■ PROBLEM ■
If a line of the data below contains the string "join", copy it into your answer.

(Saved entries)
^^^^^^^^^^^^^^^^
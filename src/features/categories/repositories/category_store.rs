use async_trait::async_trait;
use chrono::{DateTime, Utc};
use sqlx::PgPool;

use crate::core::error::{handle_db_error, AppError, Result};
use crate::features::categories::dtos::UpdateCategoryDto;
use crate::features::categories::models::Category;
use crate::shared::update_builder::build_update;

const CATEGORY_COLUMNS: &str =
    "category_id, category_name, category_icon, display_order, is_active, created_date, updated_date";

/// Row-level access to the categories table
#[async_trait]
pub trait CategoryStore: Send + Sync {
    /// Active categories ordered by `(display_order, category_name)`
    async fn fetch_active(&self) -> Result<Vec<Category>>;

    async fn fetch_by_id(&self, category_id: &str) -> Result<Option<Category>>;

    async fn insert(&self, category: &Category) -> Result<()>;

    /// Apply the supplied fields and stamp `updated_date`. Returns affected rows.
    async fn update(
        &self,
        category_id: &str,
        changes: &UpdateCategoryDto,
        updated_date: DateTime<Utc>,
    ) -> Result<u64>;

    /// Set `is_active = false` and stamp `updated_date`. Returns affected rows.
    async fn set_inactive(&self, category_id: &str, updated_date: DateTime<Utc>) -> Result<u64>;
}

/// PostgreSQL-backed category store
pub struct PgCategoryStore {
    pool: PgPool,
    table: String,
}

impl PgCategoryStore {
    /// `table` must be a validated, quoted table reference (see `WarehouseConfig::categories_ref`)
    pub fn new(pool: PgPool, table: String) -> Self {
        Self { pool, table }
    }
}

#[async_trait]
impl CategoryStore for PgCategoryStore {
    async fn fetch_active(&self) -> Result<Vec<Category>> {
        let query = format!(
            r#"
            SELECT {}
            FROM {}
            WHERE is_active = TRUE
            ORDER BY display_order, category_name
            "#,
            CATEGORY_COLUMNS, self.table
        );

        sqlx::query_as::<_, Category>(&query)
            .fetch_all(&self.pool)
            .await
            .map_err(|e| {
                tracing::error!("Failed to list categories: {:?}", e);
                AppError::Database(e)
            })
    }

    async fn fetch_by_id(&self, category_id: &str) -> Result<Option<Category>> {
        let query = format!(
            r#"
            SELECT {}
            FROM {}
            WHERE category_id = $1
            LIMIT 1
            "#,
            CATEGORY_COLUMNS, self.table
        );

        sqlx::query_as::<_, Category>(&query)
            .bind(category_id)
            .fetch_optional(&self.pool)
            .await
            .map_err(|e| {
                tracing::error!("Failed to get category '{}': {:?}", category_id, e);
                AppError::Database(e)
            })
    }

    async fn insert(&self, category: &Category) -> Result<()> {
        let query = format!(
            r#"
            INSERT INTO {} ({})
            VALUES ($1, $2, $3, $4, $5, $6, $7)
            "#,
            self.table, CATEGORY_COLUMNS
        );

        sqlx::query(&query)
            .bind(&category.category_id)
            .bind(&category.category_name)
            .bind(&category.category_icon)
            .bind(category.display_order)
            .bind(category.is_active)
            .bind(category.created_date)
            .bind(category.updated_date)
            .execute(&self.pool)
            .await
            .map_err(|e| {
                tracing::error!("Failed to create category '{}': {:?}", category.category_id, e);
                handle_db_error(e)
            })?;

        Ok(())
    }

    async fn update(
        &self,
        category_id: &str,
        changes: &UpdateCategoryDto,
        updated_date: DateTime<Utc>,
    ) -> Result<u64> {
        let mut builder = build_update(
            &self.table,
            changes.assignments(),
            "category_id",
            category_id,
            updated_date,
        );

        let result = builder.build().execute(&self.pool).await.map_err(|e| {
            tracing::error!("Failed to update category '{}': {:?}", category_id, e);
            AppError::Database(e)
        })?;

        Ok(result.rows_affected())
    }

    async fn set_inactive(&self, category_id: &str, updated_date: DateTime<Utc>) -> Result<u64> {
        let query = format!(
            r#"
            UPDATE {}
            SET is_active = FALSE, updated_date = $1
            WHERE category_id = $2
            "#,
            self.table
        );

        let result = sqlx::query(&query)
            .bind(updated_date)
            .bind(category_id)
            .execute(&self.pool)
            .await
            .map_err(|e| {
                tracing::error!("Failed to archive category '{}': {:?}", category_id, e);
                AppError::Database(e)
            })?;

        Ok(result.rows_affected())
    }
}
^^^^^^^^^^^^^^^^
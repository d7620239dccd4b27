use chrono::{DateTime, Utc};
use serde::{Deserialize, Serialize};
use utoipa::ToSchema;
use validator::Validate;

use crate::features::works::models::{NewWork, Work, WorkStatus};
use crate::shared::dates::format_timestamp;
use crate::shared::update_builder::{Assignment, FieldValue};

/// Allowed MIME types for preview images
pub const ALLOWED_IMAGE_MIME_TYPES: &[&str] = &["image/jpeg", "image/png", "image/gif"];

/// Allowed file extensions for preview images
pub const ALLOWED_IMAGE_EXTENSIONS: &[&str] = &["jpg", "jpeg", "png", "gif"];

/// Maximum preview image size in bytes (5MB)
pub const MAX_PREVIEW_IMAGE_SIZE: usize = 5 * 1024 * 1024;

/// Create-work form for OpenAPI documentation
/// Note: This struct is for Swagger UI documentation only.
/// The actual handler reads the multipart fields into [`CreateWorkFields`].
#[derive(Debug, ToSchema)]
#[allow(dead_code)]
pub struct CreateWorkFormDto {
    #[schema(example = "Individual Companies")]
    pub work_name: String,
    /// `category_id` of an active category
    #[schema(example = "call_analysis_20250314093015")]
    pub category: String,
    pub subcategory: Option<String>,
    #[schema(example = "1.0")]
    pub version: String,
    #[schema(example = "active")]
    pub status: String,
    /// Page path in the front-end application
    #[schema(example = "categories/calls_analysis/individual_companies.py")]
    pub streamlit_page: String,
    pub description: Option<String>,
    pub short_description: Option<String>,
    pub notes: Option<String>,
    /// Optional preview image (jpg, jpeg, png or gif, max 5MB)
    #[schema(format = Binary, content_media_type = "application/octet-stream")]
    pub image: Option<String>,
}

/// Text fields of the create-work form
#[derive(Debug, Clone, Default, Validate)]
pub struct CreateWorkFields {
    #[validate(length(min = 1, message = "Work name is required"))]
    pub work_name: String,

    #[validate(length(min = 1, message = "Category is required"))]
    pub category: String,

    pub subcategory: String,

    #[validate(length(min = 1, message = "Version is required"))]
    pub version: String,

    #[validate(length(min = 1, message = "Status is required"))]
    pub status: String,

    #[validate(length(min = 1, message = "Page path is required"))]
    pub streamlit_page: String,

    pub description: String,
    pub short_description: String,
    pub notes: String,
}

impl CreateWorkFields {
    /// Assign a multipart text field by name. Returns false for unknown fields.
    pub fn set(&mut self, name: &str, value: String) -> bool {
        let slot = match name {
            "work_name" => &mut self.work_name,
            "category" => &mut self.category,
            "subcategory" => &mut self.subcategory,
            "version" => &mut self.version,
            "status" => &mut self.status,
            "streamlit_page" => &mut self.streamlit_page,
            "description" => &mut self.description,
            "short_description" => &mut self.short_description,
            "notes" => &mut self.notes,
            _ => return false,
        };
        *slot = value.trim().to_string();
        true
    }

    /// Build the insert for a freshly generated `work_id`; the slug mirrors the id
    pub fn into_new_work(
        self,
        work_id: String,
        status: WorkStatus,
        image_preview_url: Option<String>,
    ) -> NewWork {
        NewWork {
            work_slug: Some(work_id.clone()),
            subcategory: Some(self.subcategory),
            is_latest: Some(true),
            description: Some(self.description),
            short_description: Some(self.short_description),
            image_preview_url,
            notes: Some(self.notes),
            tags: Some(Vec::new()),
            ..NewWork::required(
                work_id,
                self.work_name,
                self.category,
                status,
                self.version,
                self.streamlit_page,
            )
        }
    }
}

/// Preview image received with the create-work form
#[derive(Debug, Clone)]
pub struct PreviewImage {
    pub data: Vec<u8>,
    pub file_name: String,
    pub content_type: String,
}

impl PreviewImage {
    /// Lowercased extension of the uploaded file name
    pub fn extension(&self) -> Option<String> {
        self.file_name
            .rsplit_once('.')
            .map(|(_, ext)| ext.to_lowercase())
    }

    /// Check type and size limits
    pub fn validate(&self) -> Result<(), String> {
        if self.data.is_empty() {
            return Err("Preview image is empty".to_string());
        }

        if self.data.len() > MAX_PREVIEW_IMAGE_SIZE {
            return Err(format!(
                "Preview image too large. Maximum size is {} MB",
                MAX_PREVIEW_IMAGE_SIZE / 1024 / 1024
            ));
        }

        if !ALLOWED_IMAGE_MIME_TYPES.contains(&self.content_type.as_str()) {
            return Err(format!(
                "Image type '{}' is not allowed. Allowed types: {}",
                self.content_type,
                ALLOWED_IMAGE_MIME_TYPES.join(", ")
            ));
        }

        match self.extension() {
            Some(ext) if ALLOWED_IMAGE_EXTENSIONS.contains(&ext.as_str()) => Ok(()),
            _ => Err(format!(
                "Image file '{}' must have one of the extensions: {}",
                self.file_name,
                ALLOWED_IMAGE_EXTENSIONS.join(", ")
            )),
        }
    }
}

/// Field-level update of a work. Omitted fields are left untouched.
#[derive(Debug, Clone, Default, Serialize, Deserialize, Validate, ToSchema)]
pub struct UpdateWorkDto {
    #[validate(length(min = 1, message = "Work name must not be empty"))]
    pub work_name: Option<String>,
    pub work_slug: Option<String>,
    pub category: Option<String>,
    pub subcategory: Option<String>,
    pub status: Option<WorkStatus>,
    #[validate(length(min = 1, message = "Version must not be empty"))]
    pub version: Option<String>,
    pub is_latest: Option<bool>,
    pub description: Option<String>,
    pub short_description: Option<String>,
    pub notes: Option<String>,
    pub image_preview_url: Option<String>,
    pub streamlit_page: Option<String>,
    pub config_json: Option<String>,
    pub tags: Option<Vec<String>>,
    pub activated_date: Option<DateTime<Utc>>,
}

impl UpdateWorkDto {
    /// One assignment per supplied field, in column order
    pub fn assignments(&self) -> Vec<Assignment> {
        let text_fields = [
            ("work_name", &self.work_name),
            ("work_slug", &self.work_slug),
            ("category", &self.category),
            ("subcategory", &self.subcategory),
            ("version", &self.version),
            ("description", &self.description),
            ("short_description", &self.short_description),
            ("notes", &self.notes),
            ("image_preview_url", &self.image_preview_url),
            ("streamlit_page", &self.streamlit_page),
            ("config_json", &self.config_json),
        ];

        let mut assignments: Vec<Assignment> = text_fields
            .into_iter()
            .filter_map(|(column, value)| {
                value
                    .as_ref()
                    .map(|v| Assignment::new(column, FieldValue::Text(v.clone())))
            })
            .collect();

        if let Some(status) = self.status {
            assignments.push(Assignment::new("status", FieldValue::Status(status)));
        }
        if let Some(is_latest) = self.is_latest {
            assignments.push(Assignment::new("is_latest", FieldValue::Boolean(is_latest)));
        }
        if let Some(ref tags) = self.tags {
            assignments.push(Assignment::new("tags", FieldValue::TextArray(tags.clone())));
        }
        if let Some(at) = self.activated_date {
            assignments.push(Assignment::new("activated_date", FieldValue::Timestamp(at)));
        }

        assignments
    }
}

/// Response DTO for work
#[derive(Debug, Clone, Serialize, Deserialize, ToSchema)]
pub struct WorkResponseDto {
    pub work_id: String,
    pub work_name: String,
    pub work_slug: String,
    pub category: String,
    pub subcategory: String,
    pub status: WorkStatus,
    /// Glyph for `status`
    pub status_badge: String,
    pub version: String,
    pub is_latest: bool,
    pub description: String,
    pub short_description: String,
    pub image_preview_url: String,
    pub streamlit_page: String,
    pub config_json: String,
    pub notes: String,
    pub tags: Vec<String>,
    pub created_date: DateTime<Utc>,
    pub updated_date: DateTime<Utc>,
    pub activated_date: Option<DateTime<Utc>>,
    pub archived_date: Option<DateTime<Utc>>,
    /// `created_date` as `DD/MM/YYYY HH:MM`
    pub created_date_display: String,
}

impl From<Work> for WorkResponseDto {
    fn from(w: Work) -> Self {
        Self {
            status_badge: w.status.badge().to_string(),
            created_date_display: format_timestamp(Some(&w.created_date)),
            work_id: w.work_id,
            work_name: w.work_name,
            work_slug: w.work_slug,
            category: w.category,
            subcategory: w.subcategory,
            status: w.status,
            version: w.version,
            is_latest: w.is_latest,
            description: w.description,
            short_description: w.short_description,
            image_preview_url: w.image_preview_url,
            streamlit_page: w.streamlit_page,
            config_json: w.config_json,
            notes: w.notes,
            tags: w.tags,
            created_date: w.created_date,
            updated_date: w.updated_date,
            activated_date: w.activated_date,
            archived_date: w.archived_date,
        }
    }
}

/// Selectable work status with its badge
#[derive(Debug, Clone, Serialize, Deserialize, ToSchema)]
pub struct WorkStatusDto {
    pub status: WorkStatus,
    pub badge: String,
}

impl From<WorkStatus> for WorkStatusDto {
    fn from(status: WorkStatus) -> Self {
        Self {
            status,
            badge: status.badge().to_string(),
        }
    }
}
^^^^^^^^^^^^^^^^
■ ANSWER FOR THIS EXERCISE ■
                ALLOWED_IMAGE_MIME_TYPES.join(", ")
                ALLOWED_IMAGE_EXTENSIONS.join(", ")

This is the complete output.